* _About this exercise_
Copy out every line of the data where the word "variables" is found.

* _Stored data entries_
/---

//! `SeaORM` Entity for user_preferences table.

use sea_orm::entity::prelude::*;
use serde::{Deserialize, Serialize};

#[derive(Clone, Debug, PartialEq, DeriveEntityModel, Eq, Serialize, Deserialize)]
#[sea_orm(table_name = "user_preferences")]
pub struct Model {
    #[sea_orm(primary_key, auto_increment = false)]
    pub user_id: String,
    pub home_currency: Option<String>,
    pub updated_at: DateTimeWithTimeZone,
}

#[derive(Copy, Clone, Debug, EnumIter, DeriveRelation)]
pub enum Relation {}

impl ActiveModelBehavior for ActiveModel {}
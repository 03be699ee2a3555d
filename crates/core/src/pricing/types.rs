//! Pricing ledger types.

use chrono::{DateTime, Utc};
use rust_decimal::Decimal;
use serde::{Deserialize, Serialize};
use tally_shared::types::PricingConfigId;

/// One versioned price row for a (provider, model) pair.
///
/// Prices are never edited in place. A price change deactivates the current
/// row and inserts a new one, so the ledger keeps the full history.
#[derive(Debug, Clone, PartialEq, Eq, Serialize, Deserialize)]
pub struct PricingConfig {
    /// Row identifier.
    pub id: PricingConfigId,
    /// Provider name (e.g. "gemini").
    pub provider: String,
    /// Model identifier.
    pub model: String,
    /// Price per input token.
    pub input_token_price: Decimal,
    /// Price per output token.
    pub output_token_price: Decimal,
    /// Currency the prices are quoted in.
    pub currency: String,
    /// When this price took effect.
    pub effective_date: DateTime<Utc>,
    /// At most one active row exists per (provider, model).
    pub is_active: bool,
    /// Insert time.
    pub created_at: DateTime<Utc>,
    /// Last activation change.
    pub updated_at: DateTime<Utc>,
}

/// A price row as published by a pricing provider, before it enters the ledger.
#[derive(Debug, Clone, PartialEq, Eq, Serialize, Deserialize)]
pub struct PricingConfigInput {
    /// Provider name.
    pub provider: String,
    /// Model identifier.
    pub model: String,
    /// Price per input token.
    pub input_token_price: Decimal,
    /// Price per output token.
    pub output_token_price: Decimal,
    /// Quote currency, USD when the feed omits it.
    #[serde(default = "default_currency")]
    pub currency: String,
    /// Effective time, the fetch time when the feed omits it.
    #[serde(default = "Utc::now")]
    pub effective_date: DateTime<Utc>,
}

fn default_currency() -> String {
    "USD".to_string()
}

impl PricingConfigInput {
    /// Creates an input effective now, priced in USD.
    #[must_use]
    pub fn new(
        provider: impl Into<String>,
        model: impl Into<String>,
        input_token_price: Decimal,
        output_token_price: Decimal,
    ) -> Self {
        Self {
            provider: provider.into(),
            model: model.into(),
            input_token_price,
            output_token_price,
            currency: default_currency(),
            effective_date: Utc::now(),
        }
    }

    /// Builds the active ledger row this input becomes when created.
    #[must_use]
    pub fn into_active(self, now: DateTime<Utc>) -> PricingConfig {
        PricingConfig {
            id: PricingConfigId::new(),
            provider: self.provider,
            model: self.model,
            input_token_price: self.input_token_price,
            output_token_price: self.output_token_price,
            currency: self.currency,
            effective_date: self.effective_date,
            is_active: true,
            created_at: now,
            updated_at: now,
        }
    }
}
//! Multi-currency handling and exchange rates.

pub mod conversion;
pub mod error;
pub mod exchange;
pub mod service;
pub mod store;

pub use conversion::{CONVERSION_SCALE, convert, convert_amount, implied_rate};
pub use error::CurrencyError;
pub use exchange::ExchangeRate;
pub use service::{Conversion, CurrencyNormalizer, RateRefreshReport};
pub use store::{ExchangeRateStore, RateProvider};
//! util — общие хелперы для CLI и HTTP-слоя (hex, ключи в текстовом виде, URL-декод).

use anyhow::{anyhow, Result};

const HEX_KEY_PREFIX: &[u8] = b"hex:";

pub fn to_hex(bytes: &[u8]) -> String {
    const DIGITS: &[u8; 16] = b"0123456789abcdef";
    let mut s = String::with_capacity(bytes.len() * 2);
    for b in bytes {
        s.push(DIGITS[(b >> 4) as usize] as char);
        s.push(DIGITS[(b & 0x0f) as usize] as char);
    }
    s
}

/// Offset-prefixed dump, 16 bytes per row: `00000010  de ad be ef ...`.
pub fn hex_dump(bytes: &[u8]) -> String {
    bytes
        .chunks(16)
        .enumerate()
        .map(|(row, chunk)| {
            let cells: Vec<String> = chunk.iter().map(|b| to_hex(&[*b])).collect();
            format!("{:08x}  {}", row * 16, cells.join(" "))
        })
        .collect::<Vec<_>>()
        .join("\n")
}

fn nibble(c: u8, pos: usize) -> Result<u8> {
    match c {
        b'0'..=b'9' => Ok(c - b'0'),
        b'a'..=b'f' => Ok(c - b'a' + 10),
        b'A'..=b'F' => Ok(c - b'A' + 10),
        _ => Err(anyhow!("invalid hex digit {:?} at pos {}", c as char, pos)),
    }
}

fn parse_hex(digits: &[u8]) -> Result<Vec<u8>> {
    if digits.len() % 2 != 0 {
        return Err(anyhow!("hex key must have an even number of digits"));
    }
    digits
        .chunks_exact(2)
        .enumerate()
        .map(|(i, pair)| Ok((nibble(pair[0], 2 * i)? << 4) | nibble(pair[1], 2 * i + 1)?))
        .collect()
}

/// Key argument as typed by an operator: `hex:<digits>` addresses binary keys,
/// anything else is taken literally.
pub fn decode_key_arg(arg: &[u8]) -> Result<Vec<u8>> {
    match arg.strip_prefix(HEX_KEY_PREFIX) {
        Some(hx) => parse_hex(hx),
        None => Ok(arg.to_vec()),
    }
}

/// Printable form of a key that `decode_key_arg` maps back to the same bytes:
/// UTF-8 keys as is, everything else (and UTF-8 keys that themselves start
/// with `hex:`) as `hex:<digits>`.
pub fn encode_key_arg(key: &[u8]) -> String {
    match std::str::from_utf8(key) {
        Ok(s) if !key.starts_with(HEX_KEY_PREFIX) => s.to_string(),
        _ => format!("hex:{}", to_hex(key)),
    }
}

/// Percent-decode a URL component into raw bytes.
///
/// `plus_as_space` is for query strings (form encoding); path segments keep '+'.
/// A malformed escape is kept verbatim, like most browsers do.
pub fn percent_decode(s: &str, plus_as_space: bool) -> Vec<u8> {
    let b = s.as_bytes();
    let mut out = Vec::with_capacity(b.len());
    let mut i = 0;
    while i < b.len() {
        match b[i] {
            b'%' if i + 2 < b.len() => {
                let hi = (b[i + 1] as char).to_digit(16);
                let lo = (b[i + 2] as char).to_digit(16);
                match (hi, lo) {
                    (Some(h), Some(l)) => {
                        out.push(((h << 4) | l) as u8);
                        i += 3;
                    }
                    _ => {
                        out.push(b'%');
                        i += 1;
                    }
                }
            }
            b'+' if plus_as_space => {
                out.push(b' ');
                i += 1;
            }
            c => {
                out.push(c);
                i += 1;
            }
        }
    }
    out
}

/// Split `url` into its decoded path and decoded `(name, value)` query pairs.
pub fn split_url(url: &str) -> (Vec<u8>, Vec<(String, Vec<u8>)>) {
    let (path, query) = match url.split_once('?') {
        Some((p, q)) => (p, q),
        None => (url, ""),
    };
    let mut params = Vec::new();
    for pair in query.split('&').filter(|p| !p.is_empty()) {
        let (name, value) = pair.split_once('=').unwrap_or((pair, ""));
        let name = String::from_utf8_lossy(&percent_decode(name, true)).into_owned();
        params.push((name, percent_decode(value, true)));
    }
    (percent_decode(path, false), params)
}

#[cfg(test)]
mod tests {
    use super::*;

    #[test]
    fn hex_and_dump() {
        assert_eq!(to_hex(&[0x00, 0xab, 0x10, 0xff]), "00ab10ff");
        let dump = hex_dump(&[0u8; 17]);
        let rows: Vec<&str> = dump.lines().collect();
        assert_eq!(rows.len(), 2);
        assert!(rows[0].starts_with("00000000  00 00"));
        assert_eq!(rows[1], "00000010  00");
        assert_eq!(hex_dump(&[]), "");
    }

    #[test]
    fn key_arg_hex_prefix() {
        assert_eq!(decode_key_arg(b"hex:00ff").unwrap(), vec![0x00, 0xff]);
        assert_eq!(decode_key_arg(b"hex:00FF").unwrap(), vec![0x00, 0xff]);
        assert_eq!(decode_key_arg(b"plain").unwrap(), b"plain".to_vec());
        assert!(decode_key_arg(b"hex:0").is_err());
        assert!(decode_key_arg(b"hex:zz").is_err());
    }

    #[test]
    fn listed_keys_decode_back_to_same_bytes() {
        let keys: [&[u8]; 5] = [
            b"user:1",
            &[0xff, 0x00, 0x10],
            b"hex:literal",
            b"",
            "ключ".as_bytes(),
        ];
        for k in keys {
            let shown = encode_key_arg(k);
            assert_eq!(decode_key_arg(shown.as_bytes()).unwrap(), k.to_vec(), "{shown}");
        }
        assert_eq!(encode_key_arg(&[0xff, 0x00]), "hex:ff00");
        assert_eq!(encode_key_arg(b"hex:x"), "hex:6865783a78");
        assert_eq!(encode_key_arg(b"apple"), "apple");
    }

    #[test]
    fn percent_decoding() {
        assert_eq!(percent_decode("a%20b+c", true), b"a b c".to_vec());
        assert_eq!(percent_decode("a%20b+c", false), b"a b+c".to_vec());
        assert_eq!(percent_decode("%ff%00", false), vec![0xff, 0x00]);
        // malformed escapes are kept
        assert_eq!(percent_decode("100%", false), b"100%".to_vec());
        assert_eq!(percent_decode("%zz", false), b"%zz".to_vec());
        assert_eq!(percent_decode("%4", false), b"%4".to_vec());
    }

    #[test]
    fn url_splitting() {
        let (path, params) = split_url("/api/keys?q=user%3A1&mode=substring&limit=&flag");
        assert_eq!(path, b"/api/keys".to_vec());
        assert_eq!(
            params,
            vec![
                ("q".to_string(), b"user:1".to_vec()),
                ("mode".to_string(), b"substring".to_vec()),
                ("limit".to_string(), Vec::new()),
                ("flag".to_string(), Vec::new()),
            ]
        );
        let (path, params) = split_url("/api/key/a%2Fb");
        assert_eq!(path, b"/api/key/a/b".to_vec());
        assert!(params.is_empty());
    }
}
//! Centralized configuration for KeyScope.
//!
//! Goals:
//! - Single place to collect tunables instead of scattering env lookups.
//! - `InspectConfig::from_env()` reads `KS_*` variables; CLI flags override them
//!   through the fluent `with_*` setters.
//!
//! Defaults:
//! - read_only = true (never contend for the writer's lock unless asked)
//! - snapshot = false (hard-link snapshot is opt-in, same-device only)
//! - snapshot_dir = None (OS temp dir)
//! - lock_file = "LOCK"
//! - http_workers = 4

use std::fmt;
use std::path::{Path, PathBuf};

use crate::consts::{DEFAULT_HTTP_WORKERS, LOCK_FILE};

/// Top-level configuration for the inspector (store open mode, snapshot, HTTP pool).
#[derive(Clone, Debug)]
pub struct InspectConfig {
    /// Open the engine read-only.
    /// Env: KS_READ_ONLY (default true; "0|false|off|no" => false)
    pub read_only: bool,

    /// Provision a hard-link snapshot and open that instead of the source dir.
    /// Env: KS_SNAPSHOT (default false)
    pub snapshot: bool,

    /// Parent directory for snapshot dirs. Must be on the store's filesystem.
    /// Env: KS_SNAPSHOT_DIR (default: OS temp dir)
    pub snapshot_dir: Option<PathBuf>,

    /// Name of the engine's exclusive-lock file, excluded from snapshots.
    /// Env: KS_LOCK_FILE (default "LOCK")
    pub lock_file: String,

    /// Worker threads serving HTTP requests.
    /// Env: KS_HTTP_WORKERS (default 4, min 1)
    pub http_workers: usize,
}

impl Default for InspectConfig {
    fn default() -> Self {
        Self {
            read_only: true,
            snapshot: false,
            snapshot_dir: None,
            lock_file: LOCK_FILE.to_string(),
            http_workers: DEFAULT_HTTP_WORKERS,
        }
    }
}

fn parse_bool(v: &str) -> Option<bool> {
    match v.trim().to_ascii_lowercase().as_str() {
        "1" | "true" | "on" | "yes" => Some(true),
        "0" | "false" | "off" | "no" => Some(false),
        _ => None,
    }
}

impl InspectConfig {
    /// Load configuration from environment variables.
    pub fn from_env() -> Self {
        let mut cfg = Self::default();

        if let Ok(v) = std::env::var("KS_READ_ONLY") {
            if let Some(on) = parse_bool(&v) {
                cfg.read_only = on;
            }
        }

        if let Ok(v) = std::env::var("KS_SNAPSHOT") {
            if let Some(on) = parse_bool(&v) {
                cfg.snapshot = on;
            }
        }

        if let Ok(v) = std::env::var("KS_SNAPSHOT_DIR") {
            let s = v.trim();
            if !s.is_empty() {
                cfg.snapshot_dir = Some(PathBuf::from(s));
            }
        }

        if let Ok(v) = std::env::var("KS_LOCK_FILE") {
            let s = v.trim();
            if !s.is_empty() {
                cfg.lock_file = s.to_string();
            }
        }

        if let Ok(v) = std::env::var("KS_HTTP_WORKERS") {
            if let Ok(n) = v.trim().parse::<usize>() {
                cfg.http_workers = n.max(1);
            }
        }

        cfg
    }

    pub fn with_read_only(mut self, on: bool) -> Self {
        self.read_only = on;
        self
    }

    pub fn with_snapshot(mut self, on: bool) -> Self {
        self.snapshot = on;
        self
    }

    pub fn with_snapshot_dir<P: Into<PathBuf>>(mut self, dir: Option<P>) -> Self {
        self.snapshot_dir = dir.map(Into::into);
        self
    }

    pub fn with_lock_file<S: Into<String>>(mut self, name: S) -> Self {
        self.lock_file = name.into();
        self
    }

    pub fn with_http_workers(mut self, n: usize) -> Self {
        self.http_workers = n.max(1);
        self
    }

    /// Effective parent for snapshot dirs.
    pub fn snapshot_parent(&self) -> PathBuf {
        self.snapshot_dir
            .clone()
            .unwrap_or_else(std::env::temp_dir)
    }
}

impl fmt::Display for InspectConfig {
    fn fmt(&self, f: &mut fmt::Formatter<'_>) -> fmt::Result {
        write!(
            f,
            "InspectConfig {{ read_only: {}, snapshot: {}, snapshot_dir: {}, lock_file: {}, http_workers: {} }}",
            self.read_only,
            self.snapshot,
            self.snapshot_dir
                .as_deref()
                .map(Path::display)
                .map(|d| d.to_string())
                .unwrap_or_else(|| "default(tmp)".to_string()),
            self.lock_file,
            self.http_workers,
        )
    }
}
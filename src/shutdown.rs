//! shutdown — что делать с SIGINT/SIGTERM в зависимости от фазы процесса.
//!
//! Обработчик ставится в `main` до любого provisioning:
//! - пока процесс открывает стор или выполняет одноразовую команду, сигнал
//!   удаляет отслеживаемый snapshot-каталог и процесс завершается (`Exit`);
//! - после `subscribe()` (HTTP-сервер поднят) сигнал уходит подписчику и
//!   дальше идёт обычный graceful shutdown (`Graceful`);
//! - повторный сигнал, когда подписчик уже ушёл, снова даёт `Exit`.
//!
//! Only `kill -9` can leave a snapshot behind.

use std::fs;
use std::io;
use std::path::{Path, PathBuf};
use std::sync::mpsc::{self, Receiver, Sender};
use std::sync::{Arc, Mutex};

use log::{info, warn};

#[derive(Debug, Clone, Copy, PartialEq, Eq)]
pub enum SignalAction {
    /// A subscriber was notified; the caller keeps running.
    Graceful,
    /// Nobody is waiting; the tracked snapshot (if any) is already removed.
    Exit,
}

#[derive(Default)]
struct GateState {
    snapshot: Option<PathBuf>,
    waiter: Option<Sender<()>>,
}

/// Shared between the signal handler thread and the command.
#[derive(Clone, Default)]
pub struct ShutdownGate {
    state: Arc<Mutex<GateState>>,
}

impl ShutdownGate {
    pub fn new() -> Self {
        Self::default()
    }

    /// Remember a snapshot dir to remove if the process is interrupted.
    pub fn track_snapshot(&self, path: &Path) {
        if let Ok(mut st) = self.state.lock() {
            st.snapshot = Some(path.to_path_buf());
        }
    }

    pub fn untrack_snapshot(&self) {
        if let Ok(mut st) = self.state.lock() {
            st.snapshot = None;
        }
    }

    pub fn tracked_snapshot(&self) -> Option<PathBuf> {
        self.state.lock().ok().and_then(|st| st.snapshot.clone())
    }

    /// Switch to graceful mode: the next signal is delivered to the receiver.
    pub fn subscribe(&self) -> Receiver<()> {
        let (tx, rx) = mpsc::channel();
        if let Ok(mut st) = self.state.lock() {
            st.waiter = Some(tx);
        }
        rx
    }

    /// Called from the signal handler.
    pub fn on_signal(&self) -> SignalAction {
        let mut st = match self.state.lock() {
            Ok(st) => st,
            Err(poisoned) => poisoned.into_inner(),
        };
        if let Some(tx) = st.waiter.take() {
            if tx.send(()).is_ok() {
                info!("shutdown requested");
                return SignalAction::Graceful;
            }
        }
        if let Some(p) = st.snapshot.take() {
            match remove_dir(&p) {
                Ok(()) => info!("interrupted: snapshot {} removed", p.display()),
                Err(e) => warn!("interrupted: snapshot {} not removed: {}", p.display(), e),
            }
        }
        SignalAction::Exit
    }
}

fn remove_dir(p: &Path) -> io::Result<()> {
    match fs::remove_dir_all(p) {
        Err(e) if e.kind() == io::ErrorKind::NotFound => Ok(()),
        other => other,
    }
}
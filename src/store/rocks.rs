//! store/rocks — RocksDB-backed `OrderedStore`.
//!
//! Read-only open (`open_for_read_only`) takes no LOCK, so several inspectors
//! may read a store side by side. Read-write open acquires `<root>/LOCK` and
//! fails while another writer holds it; use a snapshot in that case.

use std::ops::ControlFlow;
use std::path::{Path, PathBuf};

use log::{debug, info};
use rocksdb::{Options, DB};

use crate::error::{InspectError, InspectResult};

use super::OrderedStore;

pub struct RocksStore {
    db: DB,
    path: PathBuf,
}

impl RocksStore {
    /// Open the store at `path`. Never creates a store.
    pub fn open(path: &Path, read_only: bool) -> InspectResult<Self> {
        let mut opts = Options::default();
        opts.create_if_missing(false);

        let res = if read_only {
            DB::open_for_read_only(&opts, path, false)
        } else {
            // RW-открытие требует перечислить все column families.
            DB::list_cf(&opts, path).and_then(|cfs| DB::open_cf(&opts, path, cfs))
        };
        let db = res.map_err(|e| InspectError::OpenFailed {
            path: path.to_path_buf(),
            reason: e.to_string(),
        })?;

        info!(
            "opened store {} ({})",
            path.display(),
            if read_only { "read-only" } else { "read-write" }
        );
        Ok(Self {
            db,
            path: path.to_path_buf(),
        })
    }

    /// Release the handle. Call once, after every reader has returned.
    pub fn close(self) {
        debug!("closing store {}", self.path.display());
        drop(self.db);
    }
}

impl OrderedStore for RocksStore {
    fn scan_from(
        &self,
        lower: &[u8],
        visit: &mut dyn FnMut(&[u8]) -> ControlFlow<()>,
    ) -> InspectResult<()> {
        let mut it = self.db.raw_iterator();
        if lower.is_empty() {
            it.seek_to_first();
        } else {
            it.seek(lower);
        }
        while it.valid() {
            let Some(key) = it.key() else { break };
            if visit(key).is_break() {
                break;
            }
            it.next();
        }
        it.status().map_err(|e| InspectError::Scan(e.to_string()))
    }

    fn get(&self, key: &[u8]) -> InspectResult<Option<Vec<u8>>> {
        // Pinned slice lives only inside this call; copy out before returning.
        match self.db.get_pinned(key) {
            Ok(Some(slice)) => Ok(Some(slice.to_vec())),
            Ok(None) => Ok(None),
            Err(e) => Err(InspectError::Lookup(e.to_string())),
        }
    }

    fn estimated_keys(&self) -> Option<u64> {
        self.db
            .property_int_value("rocksdb.estimate-num-keys")
            .ok()
            .flatten()
    }
}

\---

* _Expected answer_
//! - `InspectConfig::from_env()` reads `KS_*` variables; CLI flags override them
    /// Load configuration from environment variables.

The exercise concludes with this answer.